Friday, February 17, 2012

Heaven Shall Burn @ Doppel Kafé, Kuala Lumpur 2.17.12



This is a weird one for me. I experienced metalcore burnout almost immediately, despite being a huge fan of both melodic death metal and hardcore. Reneging on the promise of its earliest incarnations (Catharsis, Purusam), metalcore as embraced by the mainstream lacked both the DIY spirit of hardcore and the relentless aggression of metal. It pretty much epitomized cookie cutter songs, emo choruses and stupid haircuts. And while I'm unabashed in my love for Darkest Hour and Himsa, I don't think Germany's Heaven Shall Burn will be remembered as more than also-rans in a flooded scene.

Still, it's not like KL is teeming with metal shows, and being at the frontlines of any concert is a nice break from my usual Friday night routine of push-ups and file piracy. And supporting the promoters can only mean better and heavier bands coming down...my mind boggles at the thought of Fuck the Facts or even mighty Origin tearing up this sleepy town.


It's also an excuse to check out one of KL's few venues for heavy music. The venue in question is the Doppel Kafé, an art-and-music space in the center of Kuala Lumpur. Part ABC No Rio and part Malaysian mamak stall, it's a pretty big (if bare bones) space. One hapless employee is charged with wandering through the crowd to sell drinks, often in the middle of sets and the breaks between songs. Honestly...this is more hardcore than anything I saw in the moshpit that night.

Opening for Heaven Shall Burn were two local Malaysian acts, Daarchlea and Incarnation, both tied to the metalcore mast despite the fact that the ship is sinking.


A metalcore band with a keyboardist is usually enough to send me running to my Deicide albums. But in Daarchlea's case, it didn't matter, as the PA reduced whatever hopes they have to be the next Bleeding Through down to an indistinct roar. They may as well have been playing Darkthrone covers over an AM radio (preferable to their actual music). Despite KL being their hometown, the audience's reaction was muted, though they did get a few kids to dance like happy prospectors.

Incarnation, from the Northern Malaysian state of Kedah, are a throwback to the days when bands like Diecast were inescapable as opening acts. This made me slightly nostalgic for the early 2000's before remembering that Diecast fucking sucked. Incarnation themselves aren't bad, and were pretty entertaining as they attempted to film a DVD with a camera strapped to the drummer's head. They have the stage presence of scene veterans, comfortably joking with the crowd and even inciting a tame Wall of Death. [The strange thing about Malaysian bands is that their between song banter is almost always in English. Our colonial roots run deep.] Still, there's no getting around the fact that their sound is severely dated, and unless there's some kind of Trustkill revival I don't know about, they'll have to be content with local hero status.

[Curmudgeon interlude]
I'm pretty critical of local bands and their bandwagon mentality, but not without reason. Compare the South East Asian scene with the South American or Eastern European scenes from a couple decades ago, where there was a similar lack of resources and government antipathy. And while bands from those areas went on to greater success in the larger metal world, we have yet to produce anything of real note (besides Impiety and their blockheaded antisemitism). Where's our Sepultura? Where's our Vader? It seems like most of the musicians I talk to in Malaysia confuse having the right gear with having a unique vision and a work ethic.

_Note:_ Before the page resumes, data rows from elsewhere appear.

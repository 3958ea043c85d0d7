//! Deadline-ordered event queue driving the VRR controller.
//!
//! Events are plain data: a type, an absolute deadline and a tagged payload. Whoever pops an
//! event decides what to do with it, so the queue can be inspected and asserted on without
//! running anything.

use std::cmp::Ordering;
use std::collections::BinaryHeap;
use std::fmt::Write as _;

use bitflags::bitflags;

use crate::external_event_handler::PanelCommand;
use crate::refresh_rate_calculator::CalculatorId;
use crate::utils::clock::Clock;
use crate::utils::NANOS_PER_MILLI;

bitflags! {
    /// Event type. Every type belongs to exactly one of the three masks.
    #[derive(Debug, Clone, Copy, PartialEq, Eq, Hash)]
    pub struct VrrControllerEventType: u32 {
        const GENERAL_EVENT_MASK = 0x1000_0000;
        const SYSTEM_RENDERING_TIMEOUT = Self::GENERAL_EVENT_MASK.bits() | (1 << 0);
        const VENDOR_RENDERING_TIMEOUT_INIT = Self::GENERAL_EVENT_MASK.bits() | (1 << 1);
        const VENDOR_RENDERING_TIMEOUT_POST = Self::GENERAL_EVENT_MASK.bits() | (1 << 2);
        const HIBERNATE_TIMEOUT = Self::GENERAL_EVENT_MASK.bits() | (1 << 3);
        const NOTIFY_EXPECTED_PRESENT_CONFIG = Self::GENERAL_EVENT_MASK.bits() | (1 << 4);
        const MIN_LOCK_TIME_FOR_PEAK_REFRESH_RATE = Self::GENERAL_EVENT_MASK.bits() | (1 << 5);

        /// Housekeeping timers that fire regardless of the controller state.
        const CALLBACK_EVENT_MASK = 0x2000_0000;
        const INSTANT_REFRESH_RATE_CALCULATOR_UPDATE = Self::CALLBACK_EVENT_MASK.bits() | (1 << 0);
        const PERIOD_REFRESH_RATE_CALCULATOR_UPDATE = Self::CALLBACK_EVENT_MASK.bits() | (1 << 1);
        const VIDEO_FRAME_RATE_CALCULATOR_UPDATE = Self::CALLBACK_EVENT_MASK.bits() | (1 << 2);
        const COMBINED_REFRESH_RATE_CALCULATOR_UPDATE = Self::CALLBACK_EVENT_MASK.bits() | (1 << 3);
        const AOD_REFRESH_RATE_CALCULATOR_UPDATE = Self::CALLBACK_EVENT_MASK.bits() | (1 << 4);
        const EXIT_IDLE_REFRESH_RATE_CALCULATOR_UPDATE =
            Self::CALLBACK_EVENT_MASK.bits() | (1 << 5);
        const STATISTIC_UPDATE = Self::CALLBACK_EVENT_MASK.bits() | (1 << 6);

        const EXTERNAL_EVENT_MASK = 0x4000_0000;
    }
}

impl VrrControllerEventType {
    /// Whether this type carries every bit of `mask`.
    ///
    /// Masks select whole families (`GENERAL_EVENT_MASK`) as well as single types.
    pub fn matches(self, mask: Self) -> bool {
        self.contains(mask)
    }

    pub fn is_callback(self) -> bool {
        self.matches(Self::CALLBACK_EVENT_MASK)
    }

    pub fn name(self) -> &'static str {
        EVENT_NAMES
            .iter()
            .find(|(ty, _)| *ty == self)
            .map_or("Unknown", |&(_, name)| name)
    }
}

const EVENT_NAMES: &[(VrrControllerEventType, &str)] = {
    use VrrControllerEventType as Ty;
    &[
        (Ty::SYSTEM_RENDERING_TIMEOUT, "SystemRenderingTimeout"),
        (Ty::VENDOR_RENDERING_TIMEOUT_INIT, "VendorRenderingTimeoutInit"),
        (Ty::VENDOR_RENDERING_TIMEOUT_POST, "VendorRenderingTimeoutPost"),
        (Ty::HIBERNATE_TIMEOUT, "HibernateTimeout"),
        (Ty::NOTIFY_EXPECTED_PRESENT_CONFIG, "NotifyExpectedPresentConfig"),
        (Ty::MIN_LOCK_TIME_FOR_PEAK_REFRESH_RATE, "MinLockTimeForPeakRefreshRate"),
        (Ty::INSTANT_REFRESH_RATE_CALCULATOR_UPDATE, "InstantRefreshRateCalculatorUpdate"),
        (Ty::PERIOD_REFRESH_RATE_CALCULATOR_UPDATE, "PeriodRefreshRateCalculatorUpdate"),
        (Ty::VIDEO_FRAME_RATE_CALCULATOR_UPDATE, "VideoFrameRateCalculatorUpdate"),
        (Ty::COMBINED_REFRESH_RATE_CALCULATOR_UPDATE, "CombinedRefreshRateCalculatorUpdate"),
        (Ty::AOD_REFRESH_RATE_CALCULATOR_UPDATE, "AodRefreshRateCalculatorUpdate"),
        (Ty::EXIT_IDLE_REFRESH_RATE_CALCULATOR_UPDATE, "ExitIdleRefreshRateCalculatorUpdate"),
        (Ty::STATISTIC_UPDATE, "StatisticUpdate"),
    ]
};

/// What the consumer of an event acts on.
#[derive(Debug, Clone, Copy, PartialEq, Eq)]
pub enum EventPayload {
    None,
    /// Timer owned by one calculator instance.
    Calculator(CalculatorId),
    /// Command sent to the panel when a vendor rendering timeout step fires.
    Panel(PanelCommand),
}

#[derive(Debug, Clone, Copy, PartialEq, Eq)]
pub struct VrrControllerEvent {
    pub event_type: VrrControllerEventType,
    /// Absolute deadline on the monotonic clock.
    pub when_ns: i64,
    pub payload: EventPayload,
}

impl VrrControllerEvent {
    pub fn new(event_type: VrrControllerEventType, when_ns: i64) -> Self {
        Self {
            event_type,
            when_ns,
            payload: EventPayload::None,
        }
    }

    pub fn with_payload(mut self, payload: EventPayload) -> Self {
        self.payload = payload;
        self
    }

    pub fn calculator(&self) -> Option<CalculatorId> {
        match self.payload {
            EventPayload::Calculator(id) => Some(id),
            _ => None,
        }
    }
}

/// Heap entry. Earlier deadlines pop first; ties pop in posting order.
#[derive(Debug, Clone)]
struct QueuedEvent {
    event: VrrControllerEvent,
    seq: u64,
}

impl PartialEq for QueuedEvent {
    fn eq(&self, other: &Self) -> bool {
        self.cmp(other) == Ordering::Equal
    }
}

impl Eq for QueuedEvent {}

impl PartialOrd for QueuedEvent {
    fn partial_cmp(&self, other: &Self) -> Option<Ordering> {
        Some(self.cmp(other))
    }
}

impl Ord for QueuedEvent {
    fn cmp(&self, other: &Self) -> Ordering {
        // BinaryHeap is a max-heap, so invert.
        other
            .event
            .when_ns
            .cmp(&self.event.when_ns)
            .then_with(|| other.seq.cmp(&self.seq))
    }
}

#[derive(Debug)]
pub struct EventQueue {
    clock: Clock,
    queue: BinaryHeap<QueuedEvent>,
    next_seq: u64,
}

impl EventQueue {
    pub fn new(clock: Clock) -> Self {
        Self {
            clock,
            queue: BinaryHeap::new(),
            next_seq: 0,
        }
    }

    pub fn clock(&self) -> &Clock {
        &self.clock
    }

    pub fn now_ns(&self) -> i64 {
        self.clock.now_ns()
    }

    pub fn post(&mut self, event: VrrControllerEvent) {
        let seq = self.next_seq;
        self.next_seq += 1;
        self.queue.push(QueuedEvent { event, seq });
    }

    /// Posts an event at an absolute deadline.
    pub fn post_event(
        &mut self,
        event_type: VrrControllerEventType,
        payload: EventPayload,
        when_ns: i64,
    ) {
        self.post(VrrControllerEvent::new(event_type, when_ns).with_payload(payload));
    }

    /// Posts an event `delay_ns` from now.
    ///
    /// The deadline is fixed here, not when the event is popped, so a late dispatch never
    /// reorders the queue.
    pub fn post_event_in(
        &mut self,
        event_type: VrrControllerEventType,
        payload: EventPayload,
        delay_ns: i64,
    ) {
        let when_ns = self.clock.now_ns().saturating_add(delay_ns);
        self.post_event(event_type, payload, when_ns);
    }

    /// Drops every pending event.
    pub fn drop_event(&mut self) {
        self.queue = BinaryHeap::new();
    }

    /// Drops every event whose type matches `mask`.
    pub fn drop_event_mask(&mut self, mask: VrrControllerEventType) {
        self.queue.retain(|e| !e.event.event_type.matches(mask));
    }

    pub fn drop_events_where(&mut self, mut pred: impl FnMut(&VrrControllerEvent) -> bool) {
        self.queue.retain(|e| !pred(&e.event));
    }

    /// Drops the timers owned by one calculator.
    pub fn drop_calculator_events(&mut self, id: CalculatorId) {
        self.drop_events_where(|event| event.calculator() == Some(id));
    }

    pub fn number_of_events(&self, mask: VrrControllerEventType) -> usize {
        self.queue
            .iter()
            .filter(|e| e.event.event_type.matches(mask))
            .count()
    }

    pub fn is_empty(&self) -> bool {
        self.queue.is_empty()
    }

    pub fn len(&self) -> usize {
        self.queue.len()
    }

    pub fn next_event_time(&self) -> Option<i64> {
        self.queue.peek().map(|e| e.event.when_ns)
    }

    /// Pops the earliest event if its deadline has passed.
    pub fn pop_due(&mut self, now_ns: i64) -> Option<VrrControllerEvent> {
        if self.next_event_time()? > now_ns {
            return None;
        }
        self.queue.pop().map(|e| e.event)
    }

    /// Returns pending events in dispatch order.
    pub fn events(&self) -> Vec<VrrControllerEvent> {
        self.queue
            .clone()
            .into_sorted_vec()
            .into_iter()
            .rev()
            .map(|e| e.event)
            .collect()
    }

    pub fn dump(&self, out: &mut String) {
        let now = self.clock.now_ns();
        if self.queue.is_empty() {
            let _ = writeln!(out, "event queue: empty");
            return;
        }

        let _ = writeln!(out, "event queue: {} pending", self.queue.len());
        for event in self.events() {
            let in_ms = (event.when_ns - now) as f64 / NANOS_PER_MILLI as f64;
            let _ = writeln!(
                out,
                "  {} at {} ({in_ms:+.3} ms)",
                event.event_type.name(),
                event.when_ns,
            );
        }
    }
}
use crate::event_queue::{EventPayload, EventQueue, VrrControllerEvent, VrrControllerEventType};
use crate::refresh_rate_calculator::{
    cancel_timers, is_timer_for, CalculatorId, PublishedRate, RefreshRateCalculator,
};
use crate::types::{
    PowerMode, PresentFrameFlag, DOZE_ACTIVE_REFRESH_RATE, DOZE_IDLE_REFRESH_RATE,
    INVALID_REFRESH_RATE,
};
use crate::utils::freq_to_duration_ns;

const EVENT_TYPE: VrrControllerEventType =
    VrrControllerEventType::AOD_REFRESH_RATE_CALCULATOR_UPDATE;

#[derive(Debug, Clone, PartialEq, Eq)]
pub struct AodParameters {
    pub active_refresh_rate: i32,
    pub idle_refresh_rate: i32,
    /// Frames the DDIC inserts after each doze present.
    pub frame_insertion_multiplier: u32,
}

impl Default for AodParameters {
    fn default() -> Self {
        Self::from(&hwc_vrr_config::Panel::default())
    }
}

impl From<&hwc_vrr_config::Panel> for AodParameters {
    fn from(panel: &hwc_vrr_config::Panel) -> Self {
        Self {
            active_refresh_rate: DOZE_ACTIVE_REFRESH_RATE,
            idle_refresh_rate: DOZE_IDLE_REFRESH_RATE,
            frame_insertion_multiplier: panel.ddic_frame_insertion_multiplier.max(1),
        }
    }
}

impl AodParameters {
    fn active_frame_ns(&self) -> i64 {
        freq_to_duration_ns(self.active_refresh_rate)
    }

    /// How long a doze present keeps the panel at the active rate.
    fn active_duration_ns(&self) -> i64 {
        self.active_frame_ns() * i64::from(self.frame_insertion_multiplier)
    }
}

#[derive(Debug, Clone, Copy, PartialEq, Eq)]
pub enum AodState {
    Idle,
    Active,
    /// Holds the active rate for one more frame before dropping to idle.
    ActiveToIdleTransition,
}

/// Refresh rate while the always-on display is showing.
#[derive(Debug)]
pub struct AodRefreshRateCalculator {
    id: CalculatorId,
    params: AodParameters,
    rate: PublishedRate,
    enabled: bool,
    power_mode: PowerMode,
    state: AodState,
}

impl AodRefreshRateCalculator {
    pub fn new(params: AodParameters) -> Self {
        Self {
            id: CalculatorId::next(),
            params,
            rate: PublishedRate::new(false),
            enabled: true,
            power_mode: PowerMode::Off,
            state: AodState::Idle,
        }
    }

    pub fn state(&self) -> AodState {
        self.state
    }

    fn set_state(&mut self, queue: &mut EventQueue, state: AodState) -> Option<i32> {
        if self.state != state {
            trace!("aod {:?} -> {state:?}", self.state);
        }
        self.state = state;

        cancel_timers(queue, self.id);
        let (rate, hold_ns) = match state {
            AodState::Idle => (self.params.idle_refresh_rate, None),
            AodState::Active => (
                self.params.active_refresh_rate,
                Some(self.params.active_duration_ns()),
            ),
            AodState::ActiveToIdleTransition => (
                self.params.active_refresh_rate,
                Some(self.params.active_frame_ns()),
            ),
        };
        if let Some(hold_ns) = hold_ns {
            queue.post_event_in(EVENT_TYPE, EventPayload::Calculator(self.id), hold_ns);
        }
        self.rate.set(rate)
    }
}

impl RefreshRateCalculator for AodRefreshRateCalculator {
    fn name(&self) -> &str {
        "AOD"
    }

    fn id(&self) -> CalculatorId {
        self.id
    }

    fn refresh_rate(&self) -> i32 {
        self.rate.get()
    }

    fn on_present(
        &mut self,
        queue: &mut EventQueue,
        _present_time_ns: i64,
        _flag: PresentFrameFlag,
    ) -> Option<i32> {
        if !self.enabled || !self.power_mode.is_doze() {
            return None;
        }
        // Every doze present restarts the active period, including one arriving during the
        // transition.
        self.set_state(queue, AodState::Active)
    }

    fn on_power_state_change(
        &mut self,
        queue: &mut EventQueue,
        from: PowerMode,
        to: PowerMode,
    ) -> Option<i32> {
        self.power_mode = to;
        if !self.enabled {
            return None;
        }

        if to.is_doze() && !from.is_doze() {
            return self.set_state(queue, AodState::Idle);
        }
        if !to.is_doze() {
            cancel_timers(queue, self.id);
            self.state = AodState::Idle;
            return self.rate.set(INVALID_REFRESH_RATE);
        }
        None
    }

    fn on_event(&mut self, queue: &mut EventQueue, event: &VrrControllerEvent) -> Option<i32> {
        if !is_timer_for(event, self.id, EVENT_TYPE) {
            return None;
        }

        match self.state {
            AodState::Active => self.set_state(queue, AodState::ActiveToIdleTransition),
            AodState::ActiveToIdleTransition => self.set_state(queue, AodState::Idle),
            AodState::Idle => None,
        }
    }

    fn set_enabled(&mut self, queue: &mut EventQueue, enabled: bool) -> Option<i32> {
        self.enabled = enabled;
        if !enabled {
            cancel_timers(queue, self.id);
            self.state = AodState::Idle;
            return self.rate.set(INVALID_REFRESH_RATE);
        }
        if self.power_mode.is_doze() {
            return self.set_state(queue, AodState::Idle);
        }
        None
    }

    fn set_vrr_config_attributes(&mut self, _vsync_period_ns: i64, _min_frame_interval_ns: i64) {}

    fn reset(&mut self, queue: &mut EventQueue) {
        cancel_timers(queue, self.id);
        self.state = AodState::Idle;
        self.rate.clear();
    }
}

#[cfg(test)]
mod tests {
    use super::*;
    use crate::utils::clock::Clock;

    fn dozing() -> (AodRefreshRateCalculator, EventQueue, Clock) {
        let clock = Clock::with_time(0);
        let mut queue = EventQueue::new(clock.clone());
        let mut calculator = AodRefreshRateCalculator::new(AodParameters::default());
        let rate = calculator.on_power_state_change(&mut queue, PowerMode::Normal, PowerMode::Doze);
        assert_eq!(rate, Some(1));
        (calculator, queue, clock)
    }

    fn fire(
        calc: &mut AodRefreshRateCalculator,
        queue: &mut EventQueue,
        clock: &Clock,
    ) -> Option<i32> {
        clock.set(queue.next_event_time().unwrap());
        let event = queue.pop_due(clock.now_ns()).unwrap();
        calc.on_event(queue, &event)
    }

    #[test]
    fn present_boosts_then_returns_to_idle() {
        let (mut calc, mut queue, clock) = dozing();
        let flag = PresentFrameFlag::PRESENTING_WHEN_DOZE;

        assert_eq!(calc.on_present(&mut queue, 0, flag), Some(30));
        assert_eq!(calc.state(), AodState::Active);
        // Two active frames for a frame insertion multiplier of two.
        assert_eq!(queue.next_event_time(), Some(66_666_666));

        assert_eq!(fire(&mut calc, &mut queue, &clock), None);
        assert_eq!(calc.state(), AodState::ActiveToIdleTransition);
        assert_eq!(calc.refresh_rate(), 30);

        assert_eq!(fire(&mut calc, &mut queue, &clock), Some(1));
        assert_eq!(calc.state(), AodState::Idle);
        assert!(queue.is_empty());
    }

    #[test]
    fn present_during_transition_stays_active() {
        let (mut calc, mut queue, clock) = dozing();
        let flag = PresentFrameFlag::PRESENTING_WHEN_DOZE;

        calc.on_present(&mut queue, 0, flag);
        fire(&mut calc, &mut queue, &clock);
        assert_eq!(calc.state(), AodState::ActiveToIdleTransition);

        assert_eq!(calc.on_present(&mut queue, clock.now_ns(), flag), None);
        assert_eq!(calc.state(), AodState::Active);
        assert_eq!(queue.len(), 1);
    }

    #[test]
    fn invalid_outside_doze() {
        let clock = Clock::with_time(0);
        let mut queue = EventQueue::new(clock);
        let mut calc = AodRefreshRateCalculator::new(AodParameters::default());
        calc.on_power_state_change(&mut queue, PowerMode::Off, PowerMode::Normal);
        assert_eq!(calc.on_present(&mut queue, 0, PresentFrameFlag::empty()), None);
        assert_eq!(calc.refresh_rate(), INVALID_REFRESH_RATE);

        calc.on_power_state_change(&mut queue, PowerMode::Normal, PowerMode::Doze);
        calc.on_present(&mut queue, 0, PresentFrameFlag::PRESENTING_WHEN_DOZE);
        let rate = calc.on_power_state_change(&mut queue, PowerMode::Doze, PowerMode::Normal);
        assert_eq!(rate, Some(INVALID_REFRESH_RATE));
        assert!(queue.is_empty());
    }
}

Heaven Shall Burn's vision may not be all that unique, but I can't fault their work ethic. They tear through their set devoid of pretension and clean choruses. I couldn't help but do a "metal cred" checklist (I have been accused of being a cred whore): They named themselves after a Marduk album; their guitarist is rocking a skullet; they're from Germany, the land of metal (and chocolate); their bassist is a doppelganger for thrash god Tom Angelripper.

At the end of the day, though, they've held steadfast their hxc roots when it comes to putting on a storming live show (something most of the bands in their genre lack). It's been a while since I've seen a band so comfortably interacting with their audience; and whether it's Vital Remains or Sick of it All, I'm always impressed when a band disregards the sanctity of the stage to commune with the people who came to see them. I'll admit, "metalcore" or not, these guys had me heshing out pretty hard, despite not knowing a single song...until the very last number of the night. I was shocked when they closed with Edge of Sanity's "Black Tears;" even more shocked that most of the audience knew the words. Anyone trotting the globe, teaching children to worship Swanö, is all right in my book.